WORK INSTRUCTIONS — The response should be the lines of the data, starting at the first and ending at the one that contains "write) until the", copied without change.

Collected data entries
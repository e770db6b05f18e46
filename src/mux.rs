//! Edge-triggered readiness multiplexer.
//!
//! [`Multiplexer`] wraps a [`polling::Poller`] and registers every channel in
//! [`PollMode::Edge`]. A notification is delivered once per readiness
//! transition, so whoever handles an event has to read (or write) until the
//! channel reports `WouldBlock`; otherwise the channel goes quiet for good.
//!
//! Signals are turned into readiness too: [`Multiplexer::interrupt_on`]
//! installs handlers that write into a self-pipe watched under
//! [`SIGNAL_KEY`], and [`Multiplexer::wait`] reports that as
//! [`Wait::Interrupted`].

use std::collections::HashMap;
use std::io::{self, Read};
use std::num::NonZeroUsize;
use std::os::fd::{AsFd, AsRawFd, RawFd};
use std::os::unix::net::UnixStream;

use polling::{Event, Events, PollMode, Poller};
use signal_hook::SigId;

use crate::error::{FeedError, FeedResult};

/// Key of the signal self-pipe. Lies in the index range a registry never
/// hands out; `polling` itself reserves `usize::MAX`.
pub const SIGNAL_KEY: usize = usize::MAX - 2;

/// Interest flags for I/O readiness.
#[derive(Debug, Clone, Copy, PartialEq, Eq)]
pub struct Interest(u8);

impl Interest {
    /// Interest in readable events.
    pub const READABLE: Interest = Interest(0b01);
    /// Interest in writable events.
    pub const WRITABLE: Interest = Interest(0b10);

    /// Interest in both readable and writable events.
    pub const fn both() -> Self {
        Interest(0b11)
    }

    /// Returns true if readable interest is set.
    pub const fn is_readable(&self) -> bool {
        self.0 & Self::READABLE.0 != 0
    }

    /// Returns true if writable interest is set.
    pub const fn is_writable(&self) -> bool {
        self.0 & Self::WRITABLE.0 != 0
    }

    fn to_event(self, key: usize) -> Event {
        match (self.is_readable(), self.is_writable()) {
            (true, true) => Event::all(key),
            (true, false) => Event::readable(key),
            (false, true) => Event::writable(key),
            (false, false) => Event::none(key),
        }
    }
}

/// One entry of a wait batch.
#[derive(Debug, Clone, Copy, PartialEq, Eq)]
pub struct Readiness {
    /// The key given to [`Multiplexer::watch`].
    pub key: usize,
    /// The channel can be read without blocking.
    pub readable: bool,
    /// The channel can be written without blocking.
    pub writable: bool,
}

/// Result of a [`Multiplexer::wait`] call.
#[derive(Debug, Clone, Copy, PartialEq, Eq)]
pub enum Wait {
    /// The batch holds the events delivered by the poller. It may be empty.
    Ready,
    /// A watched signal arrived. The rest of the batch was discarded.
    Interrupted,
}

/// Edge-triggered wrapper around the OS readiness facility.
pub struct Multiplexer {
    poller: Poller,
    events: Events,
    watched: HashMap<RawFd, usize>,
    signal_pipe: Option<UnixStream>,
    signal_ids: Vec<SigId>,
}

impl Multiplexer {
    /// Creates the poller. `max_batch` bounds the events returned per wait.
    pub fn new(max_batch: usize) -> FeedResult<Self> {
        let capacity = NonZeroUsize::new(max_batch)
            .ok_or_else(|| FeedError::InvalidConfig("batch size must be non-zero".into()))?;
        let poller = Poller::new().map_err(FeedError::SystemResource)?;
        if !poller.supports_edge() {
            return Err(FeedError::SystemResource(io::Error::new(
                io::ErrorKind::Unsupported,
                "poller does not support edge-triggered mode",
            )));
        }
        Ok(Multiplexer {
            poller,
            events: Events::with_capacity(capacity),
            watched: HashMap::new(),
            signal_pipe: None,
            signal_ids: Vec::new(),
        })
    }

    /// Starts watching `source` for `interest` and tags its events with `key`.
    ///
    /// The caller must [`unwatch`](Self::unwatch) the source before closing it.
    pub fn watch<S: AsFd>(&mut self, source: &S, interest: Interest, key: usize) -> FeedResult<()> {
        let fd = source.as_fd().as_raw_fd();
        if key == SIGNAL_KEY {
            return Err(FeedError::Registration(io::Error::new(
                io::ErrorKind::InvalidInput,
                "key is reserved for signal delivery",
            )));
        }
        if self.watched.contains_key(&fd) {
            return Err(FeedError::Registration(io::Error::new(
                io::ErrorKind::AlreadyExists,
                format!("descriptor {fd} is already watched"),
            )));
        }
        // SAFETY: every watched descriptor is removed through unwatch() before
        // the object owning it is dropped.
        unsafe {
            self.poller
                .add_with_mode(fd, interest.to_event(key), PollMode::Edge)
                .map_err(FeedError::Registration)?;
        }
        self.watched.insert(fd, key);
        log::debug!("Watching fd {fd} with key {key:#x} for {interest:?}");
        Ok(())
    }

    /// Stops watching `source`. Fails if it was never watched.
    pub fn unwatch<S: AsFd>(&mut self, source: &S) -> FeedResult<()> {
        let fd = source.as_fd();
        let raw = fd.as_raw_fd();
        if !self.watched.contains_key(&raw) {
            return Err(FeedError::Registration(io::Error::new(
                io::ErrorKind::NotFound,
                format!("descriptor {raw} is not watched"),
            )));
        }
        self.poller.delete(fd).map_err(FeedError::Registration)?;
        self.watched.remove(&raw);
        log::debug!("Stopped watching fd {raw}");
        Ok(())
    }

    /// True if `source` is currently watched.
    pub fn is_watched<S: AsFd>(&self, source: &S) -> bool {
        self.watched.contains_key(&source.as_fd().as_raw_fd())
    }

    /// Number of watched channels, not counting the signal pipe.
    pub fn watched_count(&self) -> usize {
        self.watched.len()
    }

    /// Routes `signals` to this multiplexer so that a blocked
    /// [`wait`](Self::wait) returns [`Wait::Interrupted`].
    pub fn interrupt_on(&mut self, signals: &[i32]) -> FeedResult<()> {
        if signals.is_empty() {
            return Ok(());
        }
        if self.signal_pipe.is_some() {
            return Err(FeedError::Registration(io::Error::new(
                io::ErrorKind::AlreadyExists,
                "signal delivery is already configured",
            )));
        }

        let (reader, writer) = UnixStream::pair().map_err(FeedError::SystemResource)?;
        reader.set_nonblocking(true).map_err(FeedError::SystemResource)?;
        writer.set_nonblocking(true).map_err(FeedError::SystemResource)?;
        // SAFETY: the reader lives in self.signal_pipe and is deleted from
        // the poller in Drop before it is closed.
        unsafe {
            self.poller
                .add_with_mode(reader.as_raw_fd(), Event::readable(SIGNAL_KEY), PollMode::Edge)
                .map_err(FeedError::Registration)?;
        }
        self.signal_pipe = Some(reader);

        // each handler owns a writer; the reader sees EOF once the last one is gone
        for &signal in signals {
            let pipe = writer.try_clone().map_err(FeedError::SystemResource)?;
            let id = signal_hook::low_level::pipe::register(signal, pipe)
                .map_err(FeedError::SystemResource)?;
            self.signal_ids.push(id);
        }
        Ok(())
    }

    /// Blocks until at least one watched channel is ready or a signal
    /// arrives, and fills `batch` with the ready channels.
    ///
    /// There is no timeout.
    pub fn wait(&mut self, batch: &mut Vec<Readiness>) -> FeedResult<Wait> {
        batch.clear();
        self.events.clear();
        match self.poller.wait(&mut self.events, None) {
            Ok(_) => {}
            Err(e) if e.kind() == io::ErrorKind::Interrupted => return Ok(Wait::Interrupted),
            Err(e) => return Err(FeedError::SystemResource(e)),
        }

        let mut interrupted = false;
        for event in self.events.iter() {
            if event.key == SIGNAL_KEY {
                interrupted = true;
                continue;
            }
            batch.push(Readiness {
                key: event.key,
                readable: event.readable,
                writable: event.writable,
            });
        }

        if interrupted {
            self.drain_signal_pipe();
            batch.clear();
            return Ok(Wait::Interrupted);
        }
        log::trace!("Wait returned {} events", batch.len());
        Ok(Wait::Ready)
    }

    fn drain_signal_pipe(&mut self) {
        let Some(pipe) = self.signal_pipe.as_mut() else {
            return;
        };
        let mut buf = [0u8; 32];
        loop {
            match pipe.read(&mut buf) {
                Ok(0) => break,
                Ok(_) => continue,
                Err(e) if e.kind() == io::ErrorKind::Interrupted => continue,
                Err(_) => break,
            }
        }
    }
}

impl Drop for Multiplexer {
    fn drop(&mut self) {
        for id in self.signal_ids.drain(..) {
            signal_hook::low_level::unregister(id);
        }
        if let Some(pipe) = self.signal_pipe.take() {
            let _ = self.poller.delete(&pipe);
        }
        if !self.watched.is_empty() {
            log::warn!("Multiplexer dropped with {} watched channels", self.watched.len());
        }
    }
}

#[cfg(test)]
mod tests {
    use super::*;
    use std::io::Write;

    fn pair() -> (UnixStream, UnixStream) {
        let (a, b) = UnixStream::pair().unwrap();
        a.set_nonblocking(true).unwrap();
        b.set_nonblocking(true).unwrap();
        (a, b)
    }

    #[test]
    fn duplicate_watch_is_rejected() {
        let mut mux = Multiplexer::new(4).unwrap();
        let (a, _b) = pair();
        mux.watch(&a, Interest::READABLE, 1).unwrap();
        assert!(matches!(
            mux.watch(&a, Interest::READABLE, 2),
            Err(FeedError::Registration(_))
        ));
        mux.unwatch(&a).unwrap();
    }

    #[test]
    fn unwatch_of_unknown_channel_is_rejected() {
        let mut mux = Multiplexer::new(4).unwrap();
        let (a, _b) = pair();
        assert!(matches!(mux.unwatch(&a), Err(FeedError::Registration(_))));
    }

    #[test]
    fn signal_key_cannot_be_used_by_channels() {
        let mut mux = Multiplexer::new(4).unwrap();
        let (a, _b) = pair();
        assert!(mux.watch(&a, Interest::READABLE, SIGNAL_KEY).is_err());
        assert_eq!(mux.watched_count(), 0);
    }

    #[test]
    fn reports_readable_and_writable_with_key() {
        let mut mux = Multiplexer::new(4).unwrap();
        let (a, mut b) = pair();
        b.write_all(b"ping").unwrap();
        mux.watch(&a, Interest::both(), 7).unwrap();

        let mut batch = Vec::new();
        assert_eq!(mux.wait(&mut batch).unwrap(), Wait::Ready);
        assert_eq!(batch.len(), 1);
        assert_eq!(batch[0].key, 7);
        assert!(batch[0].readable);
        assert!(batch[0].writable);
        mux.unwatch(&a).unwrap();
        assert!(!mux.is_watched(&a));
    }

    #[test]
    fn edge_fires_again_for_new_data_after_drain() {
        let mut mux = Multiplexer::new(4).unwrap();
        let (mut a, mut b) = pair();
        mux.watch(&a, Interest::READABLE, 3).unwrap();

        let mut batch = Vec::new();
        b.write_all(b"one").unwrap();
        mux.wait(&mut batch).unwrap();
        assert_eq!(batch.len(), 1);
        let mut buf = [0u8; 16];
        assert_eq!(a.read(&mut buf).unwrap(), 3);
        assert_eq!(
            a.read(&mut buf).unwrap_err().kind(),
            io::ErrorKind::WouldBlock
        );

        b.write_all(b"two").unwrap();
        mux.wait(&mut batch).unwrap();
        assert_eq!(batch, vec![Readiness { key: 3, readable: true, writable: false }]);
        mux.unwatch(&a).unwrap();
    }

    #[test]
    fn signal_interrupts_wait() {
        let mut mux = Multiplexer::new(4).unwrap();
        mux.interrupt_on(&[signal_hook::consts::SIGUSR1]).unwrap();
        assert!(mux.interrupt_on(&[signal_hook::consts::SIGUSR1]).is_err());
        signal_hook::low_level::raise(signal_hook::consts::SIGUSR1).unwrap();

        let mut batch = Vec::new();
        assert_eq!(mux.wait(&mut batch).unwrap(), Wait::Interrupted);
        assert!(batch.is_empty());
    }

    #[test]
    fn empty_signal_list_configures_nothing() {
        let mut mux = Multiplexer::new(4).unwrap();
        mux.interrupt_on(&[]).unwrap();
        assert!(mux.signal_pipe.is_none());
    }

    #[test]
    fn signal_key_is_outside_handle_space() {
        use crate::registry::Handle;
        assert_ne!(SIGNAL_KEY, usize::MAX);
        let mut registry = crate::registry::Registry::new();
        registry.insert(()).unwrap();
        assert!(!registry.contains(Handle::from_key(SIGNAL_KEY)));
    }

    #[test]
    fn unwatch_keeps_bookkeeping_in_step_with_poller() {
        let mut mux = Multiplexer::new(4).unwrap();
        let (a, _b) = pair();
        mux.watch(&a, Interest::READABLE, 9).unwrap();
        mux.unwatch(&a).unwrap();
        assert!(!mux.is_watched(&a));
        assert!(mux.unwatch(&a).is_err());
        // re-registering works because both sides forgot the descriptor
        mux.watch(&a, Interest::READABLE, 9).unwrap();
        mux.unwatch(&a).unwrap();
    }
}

RESPONSE BOX —
repository e770db6b05f18e46
filename src/mux.rs
//! Edge-triggered readiness multiplexer.
//!
//! [`Multiplexer`] wraps a [`polling::Poller`] and registers every channel in
//! [`PollMode::Edge`]. A notification is delivered once per readiness
//! transition, so whoever handles an event has to read (or write) until the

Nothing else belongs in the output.